[Collected data entries]
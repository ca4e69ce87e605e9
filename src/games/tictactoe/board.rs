//! The 3x3 board and its queries.

use super::invariants::{BoardInvariants, InvariantSet};
use super::position::Position;
use super::rules::{self, WinningLine};
use super::types::{GameStatus, Player, Square};
use serde::Serialize;
use std::str::FromStr;

/// 3x3 tic-tac-toe board.
///
/// A small value type: copying it yields a fully independent board, which
/// is how the search explores hypothetical moves. The mark counter is kept
/// in step with the squares on every [`Board::mark`] and never recomputed.
#[derive(Debug, Clone, Copy, PartialEq, Eq, Hash, Serialize)]
pub struct Board {
    /// Squares in row-major order (0-8).
    squares: [Square; 9],
    /// Number of occupied squares.
    marked: u8,
}

impl Board {
    /// Creates a new empty board.
    pub fn new() -> Self {
        Self {
            squares: [Square::Empty; 9],
            marked: 0,
        }
    }

    /// Gets the square at the given position.
    pub fn get(&self, pos: Position) -> Square {
        self.squares[pos.to_index()]
    }

    /// Returns all squares in row-major order.
    pub fn squares(&self) -> &[Square; 9] {
        &self.squares
    }

    /// Places `player`'s mark on an empty square.
    ///
    /// The square must be empty; callers check with [`Board::is_empty`]
    /// first. Marking an occupied square is a logic error.
    pub fn mark(&mut self, pos: Position, player: Player) {
        debug_assert!(self.is_empty(pos), "{} is already marked", pos.label());
        self.squares[pos.to_index()] = Square::Occupied(player);
        self.marked += 1;
        debug_assert!(BoardInvariants::check_all(self).is_ok());
    }

    /// Checks if a square is empty.
    pub fn is_empty(&self, pos: Position) -> bool {
        self.get(pos) == Square::Empty
    }

    /// All empty positions in row-major order.
    pub fn empty_cells(&self) -> Vec<Position> {
        Position::ALL
            .iter()
            .copied()
            .filter(|&pos| self.is_empty(pos))
            .collect()
    }

    /// Number of occupied squares.
    pub fn marked_count(&self) -> usize {
        usize::from(self.marked)
    }

    /// Whether all nine squares are marked.
    pub fn is_full(&self) -> bool {
        self.marked == 9
    }

    /// Whether no square is marked yet.
    pub fn is_empty_board(&self) -> bool {
        self.marked == 0
    }

    /// Owner of the first complete line, scanning columns, rows, then diagonals.
    pub fn winner(&self) -> Option<Player> {
        rules::check_winner(self)
    }

    /// The first complete line in scan order, with its owner.
    pub fn winning_line(&self) -> Option<(WinningLine, Player)> {
        rules::find_winning_line(self)
    }

    /// Whether the game on this board has ended (won or full).
    pub fn is_over(&self) -> bool {
        self.winner().is_some() || self.is_full()
    }

    /// In progress, won, or drawn.
    pub fn status(&self) -> GameStatus {
        rules::status(self)
    }
}

impl Default for Board {
    fn default() -> Self {
        Self::new()
    }
}

impl std::fmt::Display for Board {
    fn fmt(&self, f: &mut std::fmt::Formatter<'_>) -> std::fmt::Result {
        for row in 0..3 {
            for col in 0..3 {
                let pos = row * 3 + col;
                match self.squares[pos] {
                    Square::Empty => write!(f, "{}", pos + 1)?,
                    Square::Occupied(player) => write!(f, "{}", player.symbol())?,
                }
                if col < 2 {
                    f.write_str("|")?;
                }
            }
            if row < 2 {
                f.write_str("\n-+-+-\n")?;
            }
        }
        Ok(())
    }
}

/// Failure to read a board from text.
#[derive(Debug, Clone, PartialEq, Eq, derive_more::Display, derive_more::Error)]
pub enum BoardParseError {
    /// The text did not describe exactly nine cells.
    #[display("Expected 9 cells, found {}", _0)]
    WrongCellCount(#[error(not(source))] usize),

    /// A cell character was not X, O, or an empty marker.
    #[display("Unexpected cell character {:?}", _0)]
    UnexpectedCharacter(#[error(not(source))] char),
}

impl FromStr for Board {
    type Err = BoardParseError;

    /// Reads nine cells: `X`/`x`, `O`/`o`, or `.`/`_`/`-` for empty.
    /// Whitespace and `|` separators are ignored.
    fn from_str(s: &str) -> Result<Self, Self::Err> {
        let cells: Vec<char> = s
            .chars()
            .filter(|c| !c.is_whitespace() && *c != '|')
            .collect();
        if cells.len() != 9 {
            return Err(BoardParseError::WrongCellCount(cells.len()));
        }

        let mut board = Board::new();
        for (pos, cell) in Position::ALL.into_iter().zip(cells) {
            match cell {
                'X' | 'x' => board.mark(pos, Player::One),
                'O' | 'o' => board.mark(pos, Player::Two),
                '.' | '_' | '-' => {}
                other => return Err(BoardParseError::UnexpectedCharacter(other)),
            }
        }
        Ok(board)
    }
}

**Task goal:** Copy every line of the data above in which the string "with" appears.

**Exercise response:**
/// in step with the squares on every [`Board::mark`] and never recomputed.
    /// The square must be empty; callers check with [`Board::is_empty`]
    /// The first complete line in scan order, with its owner.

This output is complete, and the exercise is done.